As shown in Figure 3b–d, the DCT coefficients of the vectorized correlated signals exhibit a distinct block sparse-structure. The redundancy of the non-zero structure increases by increasing the number of channels. As the number of correlated channels increases the number of structured non-zero blocks increases and this increases the accuracy of the recovery for high compression rates. This is illustrated in Figure 3b–d.

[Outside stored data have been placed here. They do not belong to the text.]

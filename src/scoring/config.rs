use std::path::Path;

use serde::{Deserialize, Serialize};
use tracing::warn;

use super::error::ScoringError;

/// Weights and lookup tables driving deterministic confidence scoring and
/// the priority aggregate. Loaded from JSON; every field has a default so a
/// partial file overrides only what it names.
#[derive(Debug, Clone, Serialize, Deserialize)]
#[serde(default)]
pub struct ScoringConfig {
    pub detection_confidence_weights: ConfidenceWeights,
    pub priority_score_weights: PriorityWeights,
    pub deficiency_count_scores: CountScores,
    pub evidence_type_scores: EvidenceTypeScores,
    pub evidence_type_keywords: EvidenceTypeKeywords,
}

#[derive(Debug, Clone, Serialize, Deserialize)]
#[serde(default)]
pub struct ConfidenceWeights {
    pub evidence_completeness: f64,
    pub deficiency_count: f64,
    pub field_specificity: f64,
    pub evidence_type: f64,
    pub reasoning_quality: f64,
}

#[derive(Debug, Clone, Serialize, Deserialize)]
#[serde(default)]
pub struct PriorityWeights {
    pub severity: f64,
    pub impact: f64,
    pub urgency: f64,
    pub complexity: f64,
}

/// Confidence contribution by number of listed deficiencies. Zero listed is
/// hardcoded to 0.3 (deficient status with nothing itemized).
#[derive(Debug, Clone, Serialize, Deserialize)]
#[serde(default)]
pub struct CountScores {
    #[serde(rename = "1")]
    pub one: f64,
    #[serde(rename = "2")]
    pub two: f64,
    #[serde(rename = "3+")]
    pub three_plus: f64,
}

#[derive(Debug, Clone, Serialize, Deserialize)]
#[serde(default)]
pub struct EvidenceTypeScores {
    pub empty_array: f64,
    pub missing_required: f64,
    pub wrong_value: f64,
    pub unclear: f64,
}

#[derive(Debug, Clone, Serialize, Deserialize)]
#[serde(default)]
pub struct EvidenceTypeKeywords {
    pub missing: Vec<String>,
    pub wrong: Vec<String>,
}

impl Default for ConfidenceWeights {
    fn default() -> Self {
        Self {
            evidence_completeness: 0.25,
            deficiency_count: 0.15,
            field_specificity: 0.20,
            evidence_type: 0.20,
            reasoning_quality: 0.20,
        }
    }
}

impl Default for PriorityWeights {
    fn default() -> Self {
        Self {
            severity: 0.4,
            impact: 0.3,
            urgency: 0.2,
            complexity: 0.1,
        }
    }
}

impl Default for CountScores {
    fn default() -> Self {
        Self {
            one: 0.5,
            two: 0.8,
            three_plus: 1.0,
        }
    }
}

impl Default for EvidenceTypeScores {
    fn default() -> Self {
        Self {
            empty_array: 0.9,
            missing_required: 0.7,
            wrong_value: 0.8,
            unclear: 0.5,
        }
    }
}

impl Default for EvidenceTypeKeywords {
    fn default() -> Self {
        let to_vec = |words: &[&str]| words.iter().map(|w| w.to_string()).collect();
        Self {
            missing: to_vec(&[
                "missing", "empty", "null", "not found", "absent", "lacks", "blank",
                "no data", "not provided",
            ]),
            wrong: to_vec(&[
                "invalid", "incorrect", "wrong", "mismatch", "does not match",
                "inconsistent", "expired", "exceeds",
            ]),
        }
    }
}

impl Default for ScoringConfig {
    fn default() -> Self {
        Self {
            detection_confidence_weights: ConfidenceWeights::default(),
            priority_score_weights: PriorityWeights::default(),
            deficiency_count_scores: CountScores::default(),
            evidence_type_scores: EvidenceTypeScores::default(),
            evidence_type_keywords: EvidenceTypeKeywords::default(),
        }
    }
}

impl ScoringConfig {
    /// Loads a config file, then validates it.
    pub fn from_path(path: &Path) -> Result<Self, ScoringError> {
        let raw = std::fs::read_to_string(path).map_err(|e| ScoringError::ConfigReadFailed {
            path: path.to_path_buf(),
            message: e.to_string(),
        })?;
        let config: Self =
            serde_json::from_str(&raw).map_err(|e| ScoringError::ConfigParseFailed {
                path: path.to_path_buf(),
                message: e.to_string(),
            })?;
        config.validate();
        Ok(config)
    }

    /// Warns about weight sets that do not sum to 1. Scoring still runs; the
    /// overall scores just leave the nominal `[0, 1]` calibration.
    pub fn validate(&self) {
        let w = &self.detection_confidence_weights;
        let confidence_sum = w.evidence_completeness
            + w.deficiency_count
            + w.field_specificity
            + w.evidence_type
            + w.reasoning_quality;
        if (confidence_sum - 1.0).abs() > 1e-6 {
            warn!(sum = confidence_sum, "detection confidence weights do not sum to 1");
        }

        let p = &self.priority_score_weights;
        let priority_sum = p.severity + p.impact + p.urgency + p.complexity;
        if (priority_sum - 1.0).abs() > 1e-6 {
            warn!(sum = priority_sum, "priority weights do not sum to 1");
        }
    }
}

Figure 3. Block structure of correlated and uncorrelated signals in the DCT domain. (a) The DCT coefficients of the vectorized form of uncorrelated random signals; (b) The DCT coefficients of the vectorized forms of correlated 6 channel signals; (c) The DCT coefficients of the vectorized forms of correlated 10 channel signals; (d) The DCT coefficients of the vectorized forms of correlated 14 channel signals.

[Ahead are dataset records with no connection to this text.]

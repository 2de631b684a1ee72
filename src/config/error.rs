use std::path::PathBuf;
use thiserror::Error;

#[derive(Debug, Error)]
/// Errors raised while loading or validating configuration.
pub enum ConfigError {
    /// A required credential was not set in the environment.
    #[error("missing required environment variable: {var}")]
    MissingCredential {
        /// Variable name.
        var: &'static str,
    },

    /// A numeric variable could not be parsed.
    #[error("invalid value '{value}' for {var}: {message}")]
    InvalidValue {
        /// Variable name.
        var: &'static str,
        /// Offending value.
        value: String,
        /// Parse error message.
        message: String,
    },

    /// The similarity threshold must lie in [0, 1].
    #[error("similarity threshold {value} outside [0.0, 1.0]")]
    ThresholdOutOfRange {
        /// Offending value.
        value: f32,
    },

    /// A configured path exists but is not a regular file.
    #[error("not a file: {path}")]
    NotAFile {
        /// Offending path.
        path: PathBuf,
    },
}
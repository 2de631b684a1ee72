use super::*;
use serial_test::serial;

const ALL_VARS: &[&str] = &[
    "LINTEL_GRAPH_URI",
    "LINTEL_GRAPH_USER",
    "LINTEL_GRAPH_PASSWORD",
    "LINTEL_EMBED_BASE_URL",
    "LINTEL_EMBED_API_KEY",
    "LINTEL_EMBED_MODEL",
    "LINTEL_GENERATION_MODEL",
    "LINTEL_SIMILARITY_THRESHOLD",
    "LINTEL_SEMANTIC_TOP_K",
    "LINTEL_EMBED_CACHE_CAPACITY",
    "LINTEL_SCORING_CONFIG",
];

fn clear_env() {
    for var in ALL_VARS {
        unsafe { std::env::remove_var(var) };
    }
}

fn set_credentials() {
    unsafe {
        std::env::set_var("LINTEL_GRAPH_PASSWORD", "secret");
        std::env::set_var("LINTEL_EMBED_API_KEY", "sk-test");
    }
}

#[test]
#[serial]
fn test_from_env_defaults() {
    clear_env();
    set_credentials();

    let config = Config::from_env().expect("config should load with credentials set");

    assert_eq!(config.graph_uri, DEFAULT_GRAPH_URI);
    assert_eq!(config.graph_user, "neo4j");
    assert_eq!(config.embed_base_url, DEFAULT_EMBED_BASE_URL);
    assert_eq!(config.embed_model, "text-embedding-3-large");
    assert_eq!(config.similarity_threshold, 0.5);
    assert_eq!(config.semantic_top_k, 20);
    assert_eq!(config.embed_cache_capacity, 1000);
    assert!(config.scoring_config_path.is_none());
}

#[test]
#[serial]
fn test_missing_graph_password_is_fatal() {
    clear_env();
    unsafe { std::env::set_var("LINTEL_EMBED_API_KEY", "sk-test") };

    let err = Config::from_env().unwrap_err();
    assert!(matches!(
        err,
        ConfigError::MissingCredential {
            var: "LINTEL_GRAPH_PASSWORD"
        }
    ));
}

#[test]
#[serial]
fn test_missing_embed_key_is_fatal() {
    clear_env();
    unsafe { std::env::set_var("LINTEL_GRAPH_PASSWORD", "secret") };

    let err = Config::from_env().unwrap_err();
    assert!(matches!(
        err,
        ConfigError::MissingCredential {
            var: "LINTEL_EMBED_API_KEY"
        }
    ));
}

#[test]
#[serial]
fn test_threshold_override_and_range_check() {
    clear_env();
    set_credentials();
    unsafe { std::env::set_var("LINTEL_SIMILARITY_THRESHOLD", "0.3") };

    let config = Config::from_env().unwrap();
    assert_eq!(config.similarity_threshold, 0.3);

    unsafe { std::env::set_var("LINTEL_SIMILARITY_THRESHOLD", "1.5") };
    let err = Config::from_env().unwrap_err();
    assert!(matches!(
        err,
        ConfigError::ThresholdOutOfRange { value } if value == 1.5
    ));
}

#[test]
#[serial]
fn test_invalid_numeric_value() {
    clear_env();
    set_credentials();
    unsafe { std::env::set_var("LINTEL_SEMANTIC_TOP_K", "twenty") };

    let err = Config::from_env().unwrap_err();
    assert!(matches!(
        err,
        ConfigError::InvalidValue {
            var: "LINTEL_SEMANTIC_TOP_K",
            ..
        }
    ));
}

#[test]
#[serial]
fn test_whitespace_credential_treated_as_missing() {
    clear_env();
    unsafe {
        std::env::set_var("LINTEL_GRAPH_PASSWORD", "   ");
        std::env::set_var("LINTEL_EMBED_API_KEY", "sk-test");
    }

    let err = Config::from_env().unwrap_err();
    assert!(matches!(err, ConfigError::MissingCredential { .. }));
}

Figure 3. Block structure of correlated and uncorrelated signals in the DCT domain. (a) The DCT coefficients of the vectorized form of uncorrelated random signals; (b) The DCT coefficients of the vectorized forms of correlated 6 channel signals; (c) The DCT coefficients of the vectorized forms of correlated 10 channel signals; (d) The DCT coefficients of the vectorized forms of correlated 14 channel signals.

3.2.3. Compression

As mentioned in Section 2.1, the compression effectiveness depends on the degree of coherence between the matrices $A$ and $D$. It is shown in [5,21,22] that the higher the incoherence between $A$ and $D$, the larger the compression that can be achieved. This is valid only when the R.I.P condition applies. Regardless of the type of $D$, to achieve maximum incoherence, $A$ should be independent and identically Gaussian distributed [5]. Using a Gaussian Ν$\left(0,\frac{1}{N}\right)$ results in an optimal sensing matrix [5], but the generation of such a matrix is computationally expensive. For energy saving purposes, a sparse binary matrix that contains few non-zeros (of value equal to one) in each column of the $A$ matrix was used in [1,6]. It was shown that two non-zero entries are sufficient to compress the signals when the positions of the non-zeros entries are randomly selected in each column of $A$ [1]. Also, it was shown that the sparse binary matrix performs as well as using a Gaussian matrix [6].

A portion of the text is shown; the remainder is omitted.